Top of TASK INPUT
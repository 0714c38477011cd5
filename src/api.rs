use anyhow::{Context, Result};
use reqwest::StatusCode;
use reqwest::header::{AUTHORIZATION, HeaderMap, HeaderValue, USER_AGENT as USER_AGENT_HEADER};
use thiserror::Error;
use tracing::error;

use crate::types::{Listing, ListingsPayload};
use crate::{DISCOGS_API_BASE, USER_AGENT};

/// Discogs rate-limit response headers.
const RATELIMIT_REMAINING: &str = "X-Discogs-Ratelimit-Remaining";
const RATELIMIT_TOTAL: &str = "X-Discogs-Ratelimit";

/// A failed marketplace fetch.
///
/// `Transport` and `Status` are recovered by the caller on its normal
/// schedule; `Decode` escapes the poll cycle as an unexpected error.
#[derive(Debug, Error)]
pub enum FetchError {
    #[error("marketplace request failed: {0}")]
    Transport(#[source] reqwest::Error),
    #[error("marketplace returned HTTP {status}")]
    Status { status: StatusCode },
    #[error("malformed marketplace response: {0}")]
    Decode(#[source] reqwest::Error),
}

/// Minimal Discogs API client for marketplace listing searches.
pub struct DiscogsClient {
    http: reqwest::Client,
}

impl DiscogsClient {
    /// Build a client with the fixed User-Agent and token auth headers.
    pub fn new(api_key: &str) -> Result<Self> {
        let mut headers = HeaderMap::new();
        headers.insert(USER_AGENT_HEADER, HeaderValue::from_static(USER_AGENT));
        let auth = HeaderValue::from_str(&format!("Discogs token={api_key}"))
            .context("Discogs API key is not a valid header value")?;
        headers.insert(AUTHORIZATION, auth);

        let http = reqwest::Client::builder()
            .default_headers(headers)
            .build()
            .context("failed to build HTTP client")?;
        Ok(Self { http })
    }

    /// Fetch current for-sale vinyl listings of `release_id`, up to one page.
    ///
    /// Non-success statuses are logged here together with the response body
    /// and rate-limit headers before the error is returned.
    pub async fn fetch_listings(&self, release_id: &str) -> Result<Vec<Listing>, FetchError> {
        let url = format!("{DISCOGS_API_BASE}/marketplace/search");
        let response = self
            .http
            .get(&url)
            .query(&[
                ("release_id", release_id),
                ("status", "For Sale"),
                ("format", "Vinyl"),
                ("per_page", "100"),
            ])
            .send()
            .await
            .map_err(FetchError::Transport)?;

        let status = response.status();
        if !status.is_success() {
            let rate_remaining = header_str(response.headers(), RATELIMIT_REMAINING);
            let rate_total = header_str(response.headers(), RATELIMIT_TOTAL);
            let body = response.text().await.unwrap_or_default();
            error!("Marketplace request rejected: HTTP {status}, body: {body}");
            if let (Some(remaining), Some(total)) = (rate_remaining, rate_total) {
                error!("Rate limit: {remaining}/{total} requests remaining");
            }
            return Err(FetchError::Status { status });
        }

        let payload: ListingsPayload =
            response.json().await.map_err(FetchError::Decode)?;
        Ok(payload.into_listings())
    }
}

fn header_str(headers: &HeaderMap, name: &str) -> Option<String> {
    headers
        .get(name)
        .and_then(|v| v.to_str().ok())
        .map(str::to_string)
}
Bottom of TASK INPUT
Output the data above without altering a line.

- [TASK SOLUTION]:
repository 0714c38477011cd5
filename src/api.rs
use anyhow::{Context, Result};
use reqwest::StatusCode;
use reqwest::header::{AUTHORIZATION, HeaderMap, HeaderValue, USER_AGENT as USER_AGENT_HEADER};
use thiserror::Error;
use tracing::error;

use crate::types::{Listing, ListingsPayload};
use crate::{DISCOGS_API_BASE, USER_AGENT};

/// Discogs rate-limit response headers.
const RATELIMIT_REMAINING: &str = "X-Discogs-Ratelimit-Remaining";
const RATELIMIT_TOTAL: &str = "X-Discogs-Ratelimit";

/// A failed marketplace fetch.
///
/// `Transport` and `Status` are recovered by the caller on its normal
/// schedule; `Decode` escapes the poll cycle as an unexpected error.
#[derive(Debug, Error)]
pub enum FetchError {
    #[error("marketplace request failed: {0}")]
    Transport(#[source] reqwest::Error),
    #[error("marketplace returned HTTP {status}")]
    Status { status: StatusCode },
    #[error("malformed marketplace response: {0}")]
    Decode(#[source] reqwest::Error),
}

/// Minimal Discogs API client for marketplace listing searches.
pub struct DiscogsClient {
    http: reqwest::Client,
}

impl DiscogsClient {
    /// Build a client with the fixed User-Agent and token auth headers.
    pub fn new(api_key: &str) -> Result<Self> {
        let mut headers = HeaderMap::new();
        headers.insert(USER_AGENT_HEADER, HeaderValue::from_static(USER_AGENT));
        let auth = HeaderValue::from_str(&format!("Discogs token={api_key}"))
            .context("Discogs API key is not a valid header value")?;
        headers.insert(AUTHORIZATION, auth);

        let http = reqwest::Client::builder()
            .default_headers(headers)
            .build()
            .context("failed to build HTTP client")?;
        Ok(Self { http })
    }

    /// Fetch current for-sale vinyl listings of `release_id`, up to one page.
    ///
    /// Non-success statuses are logged here together with the response body
    /// and rate-limit headers before the error is returned.
    pub async fn fetch_listings(&self, release_id: &str) -> Result<Vec<Listing>, FetchError> {
        let url = format!("{DISCOGS_API_BASE}/marketplace/search");
        let response = self
            .http
            .get(&url)
            .query(&[
                ("release_id", release_id),
                ("status", "For Sale"),
                ("format", "Vinyl"),
                ("per_page", "100"),
            ])
            .send()
            .await
            .map_err(FetchError::Transport)?;

        let status = response.status();
        if !status.is_success() {
            let rate_remaining = header_str(response.headers(), RATELIMIT_REMAINING);
            let rate_total = header_str(response.headers(), RATELIMIT_TOTAL);
            let body = response.text().await.unwrap_or_default();
            error!("Marketplace request rejected: HTTP {status}, body: {body}");
            if let (Some(remaining), Some(total)) = (rate_remaining, rate_total) {
                error!("Rate limit: {remaining}/{total} requests remaining");
            }
            return Err(FetchError::Status { status });
        }

        let payload: ListingsPayload =
            response.json().await.map_err(FetchError::Decode)?;
        Ok(payload.into_listings())
    }
}

fn header_str(headers: &HeaderMap, name: &str) -> Option<String> {
    headers
        .get(name)
        .and_then(|v| v.to_str().ok())
        .map(str::to_string)
}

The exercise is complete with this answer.